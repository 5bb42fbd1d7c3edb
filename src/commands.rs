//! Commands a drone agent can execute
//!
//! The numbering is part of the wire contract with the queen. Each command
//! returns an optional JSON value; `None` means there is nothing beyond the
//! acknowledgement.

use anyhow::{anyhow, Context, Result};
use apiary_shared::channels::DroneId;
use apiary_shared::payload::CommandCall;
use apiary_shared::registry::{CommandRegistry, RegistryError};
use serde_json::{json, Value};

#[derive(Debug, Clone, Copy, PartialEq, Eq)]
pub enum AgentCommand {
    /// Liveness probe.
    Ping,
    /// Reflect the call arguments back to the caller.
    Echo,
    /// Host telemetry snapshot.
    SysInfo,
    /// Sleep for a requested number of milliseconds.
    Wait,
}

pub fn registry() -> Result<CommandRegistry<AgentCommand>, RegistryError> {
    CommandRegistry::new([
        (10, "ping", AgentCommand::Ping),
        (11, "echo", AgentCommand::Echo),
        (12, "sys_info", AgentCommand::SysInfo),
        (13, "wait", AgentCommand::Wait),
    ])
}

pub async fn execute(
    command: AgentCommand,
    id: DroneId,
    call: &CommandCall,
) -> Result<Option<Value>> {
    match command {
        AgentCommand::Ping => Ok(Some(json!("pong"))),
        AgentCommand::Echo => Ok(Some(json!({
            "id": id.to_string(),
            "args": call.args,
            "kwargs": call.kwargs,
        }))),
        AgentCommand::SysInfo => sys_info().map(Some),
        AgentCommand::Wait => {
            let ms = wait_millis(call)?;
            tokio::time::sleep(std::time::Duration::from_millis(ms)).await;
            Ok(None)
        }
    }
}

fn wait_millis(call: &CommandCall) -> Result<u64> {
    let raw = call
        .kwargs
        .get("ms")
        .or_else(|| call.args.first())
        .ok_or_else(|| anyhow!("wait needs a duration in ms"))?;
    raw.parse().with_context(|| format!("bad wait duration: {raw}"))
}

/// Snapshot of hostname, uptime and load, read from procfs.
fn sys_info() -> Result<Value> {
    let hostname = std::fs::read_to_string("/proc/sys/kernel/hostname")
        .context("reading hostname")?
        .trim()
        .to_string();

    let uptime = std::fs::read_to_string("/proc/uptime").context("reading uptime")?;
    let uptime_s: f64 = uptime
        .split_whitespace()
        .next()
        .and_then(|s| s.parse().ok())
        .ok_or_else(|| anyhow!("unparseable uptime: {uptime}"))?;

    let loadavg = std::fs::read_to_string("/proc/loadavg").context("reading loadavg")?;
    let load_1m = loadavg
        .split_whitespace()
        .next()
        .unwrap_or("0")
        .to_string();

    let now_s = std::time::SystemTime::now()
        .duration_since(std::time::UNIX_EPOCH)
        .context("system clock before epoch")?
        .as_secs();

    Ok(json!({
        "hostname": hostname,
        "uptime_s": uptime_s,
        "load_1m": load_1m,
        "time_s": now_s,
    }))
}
= = = =
Activity » Look at the entries above. Then set all of them down again exactly.

Written response »
repository 5bb42fbd1d7c3edb
filename src/commands.rs
//! Commands a drone agent can execute
//!
//! The numbering is part of the wire contract with the queen. Each command
//! returns an optional JSON value; `None` means there is nothing beyond the
//! acknowledgement.

use anyhow::{anyhow, Context, Result};
use apiary_shared::channels::DroneId;
use apiary_shared::payload::CommandCall;
use apiary_shared::registry::{CommandRegistry, RegistryError};
use serde_json::{json, Value};

#[derive(Debug, Clone, Copy, PartialEq, Eq)]
pub enum AgentCommand {
    /// Liveness probe.
    Ping,
    /// Reflect the call arguments back to the caller.
    Echo,
    /// Host telemetry snapshot.
    SysInfo,
    /// Sleep for a requested number of milliseconds.
    Wait,
}

pub fn registry() -> Result<CommandRegistry<AgentCommand>, RegistryError> {
    CommandRegistry::new([
        (10, "ping", AgentCommand::Ping),
        (11, "echo", AgentCommand::Echo),
        (12, "sys_info", AgentCommand::SysInfo),
        (13, "wait", AgentCommand::Wait),
    ])
}

pub async fn execute(
    command: AgentCommand,
    id: DroneId,
    call: &CommandCall,
) -> Result<Option<Value>> {
    match command {
        AgentCommand::Ping => Ok(Some(json!("pong"))),
        AgentCommand::Echo => Ok(Some(json!({
            "id": id.to_string(),
            "args": call.args,
            "kwargs": call.kwargs,
        }))),
        AgentCommand::SysInfo => sys_info().map(Some),
        AgentCommand::Wait => {
            let ms = wait_millis(call)?;
            tokio::time::sleep(std::time::Duration::from_millis(ms)).await;
            Ok(None)
        }
    }
}

fn wait_millis(call: &CommandCall) -> Result<u64> {
    let raw = call
        .kwargs
        .get("ms")
        .or_else(|| call.args.first())
        .ok_or_else(|| anyhow!("wait needs a duration in ms"))?;
    raw.parse().with_context(|| format!("bad wait duration: {raw}"))
}

/// Snapshot of hostname, uptime and load, read from procfs.
fn sys_info() -> Result<Value> {
    let hostname = std::fs::read_to_string("/proc/sys/kernel/hostname")
        .context("reading hostname")?
        .trim()
        .to_string();

    let uptime = std::fs::read_to_string("/proc/uptime").context("reading uptime")?;
    let uptime_s: f64 = uptime
        .split_whitespace()
        .next()
        .and_then(|s| s.parse().ok())
        .ok_or_else(|| anyhow!("unparseable uptime: {uptime}"))?;

    let loadavg = std::fs::read_to_string("/proc/loadavg").context("reading loadavg")?;
    let load_1m = loadavg
        .split_whitespace()
        .next()
        .unwrap_or("0")
        .to_string();

    let now_s = std::time::SystemTime::now()
        .duration_since(std::time::UNIX_EPOCH)
        .context("system clock before epoch")?
        .as_secs();

    Ok(json!({
        "hostname": hostname,
        "uptime_s": uptime_s,
        "load_1m": load_1m,
        "time_s": now_s,
    }))
}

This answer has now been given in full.